Hildesheim (dpa) - Das Landgericht Hildesheim hat einen 15-jährigen Jungen wegen Doppelmordes an seinen Großeltern zu neun Jahren Haft verurteilt. Richter Volker Heckemüller sprach am Mittwoch von einer «abscheulichen und besonders brutalen Tat».
Der Hauptschüler aus dem niedersächsischen Lamspringe hatte im März dieses Jahres aus Rache seinem verhassten Großvater und seiner Großmutter die Kehlen durchgeschnitten. Der 69 Jahre alte Rentner soll die elfjährige Schwester des Jungen sexuell missbraucht haben. Aus Sicht der Staatsanwaltschaft hat der Enkel seine Großeltern regelrecht «hingerichtet».
Strafmildernd wirkte sich das umfassende Geständnis des Angeklagten aus. Verteidiger Raban Funk sagte, der Hauptschüler sei mit dem Urteil zufrieden: «Ihm ist ein Stein vom Herzen gefallen.» Der Schüler sagte zum Ende des nicht öffentlichen Prozesses, er bereue die Tat. «Es tut mir leid, was ich getan habe.» Das Gericht entsprach mit dem Urteil der Forderung der Staatsanwaltschaft. Als Höchststrafe wären nach dem Jugendstrafrecht zehn Jahre Haft möglich gewesen.
Die Freundin (18 ) und der Cousin (17) des 15-Jährigen erhielten Bewährungsstrafen von zwei Jahren und einem Jahr. Sie hatten von den Mordplänen gewusst, diese aber nicht angezeigt. Der Enkel hegte nach Angaben der Verteidigung schon lange vor der Tat eine große Abneigung gegen den Großvater. «Es gab nie Liebe, immer nur Vorwürfe», sagte Funk. Der Großvater sei despotisch mit seinem Enkel umgegangen. Mit dem mutmaßlichen sexuellen Missbrauch der Schwester sei dann eine «Schwelle» überschritten worden. Die Staatsanwaltschaft hatte wegen der Missbrauchsvorwürfe ermittelt, die Familie war seitdem tief zerstritten.
Von Rachegedanken getrieben schlich sich der Jugendliche nach Auffassung des Gerichts am Tattag ins Haus der Großeltern. Er schlug den 69 Jahre alten Rentner mit einem selbst gebastelten Baseballschläger aus Eisen nieder. Dann strangulierte er die 65- jährige Großmutter, die auf dem Sofa vor dem Fernseher saß, mit einer Drahtschlinge. Anschließend schnitt er beiden mit einem Brotmesser die Kehlen durch.

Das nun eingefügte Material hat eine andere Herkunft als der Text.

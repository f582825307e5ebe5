//! Discover the OpenPGP keys on a host and encrypt or decrypt text with them.
//!
//! [`PgpService`] is the entry point. It owns a [`KeyRegistry`] of the keys
//! found on the host and runs encrypt/decrypt calls through a
//! [`CryptoBackend`], reporting every outcome as an [`OperationResult`].
//!
//! ```no_run
//! use pgpmate::adapters::cipher::gpg_backend::GpgBackend;
//! use pgpmate::adapters::loaders::uid_loader::UidKeyDetailsLoader;
//! use pgpmate::PgpService;
//!
//! let service = PgpService::new(GpgBackend::new(), UidKeyDetailsLoader);
//! for key in service.keys() {
//!     println!("{key}");
//! }
//! let sealed = service.encrypt("hello", "", "", true);
//! assert!(sealed.success(), "{}", sealed.error_message());
//! ```

pub mod adapters;
pub mod config;
pub mod core;

pub use crate::core::errors::{ErrorKind, PgpError, Result};
pub use crate::core::models::key_details::KeyDetails;
pub use crate::core::models::operation_result::OperationResult;
pub use crate::core::services::key_registry::KeyRegistry;
pub use crate::core::services::pgp_service::PgpService;
pub use crate::core::traits::backend::CryptoBackend;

Das Hyperaktivitätssyndrom (ADHS), an dem der 15-Jährige leidet, spielte für die Höhe der Strafe keine entscheidende Rolle. Allerdings sei eine verminderte Schuldfähigkeit des Angeklagten wegen der Erkrankung nicht «restlos sicher» auszuschließen, meinte das Gericht. ADHS kann zu Unruhe bis hin zu gesteigerter Aggressivität führen. Der 15-Jährige will in der Jugendhaftanstalt seinen Hauptschulabschluss fertig machen und dann eine Ausbildung beginnen.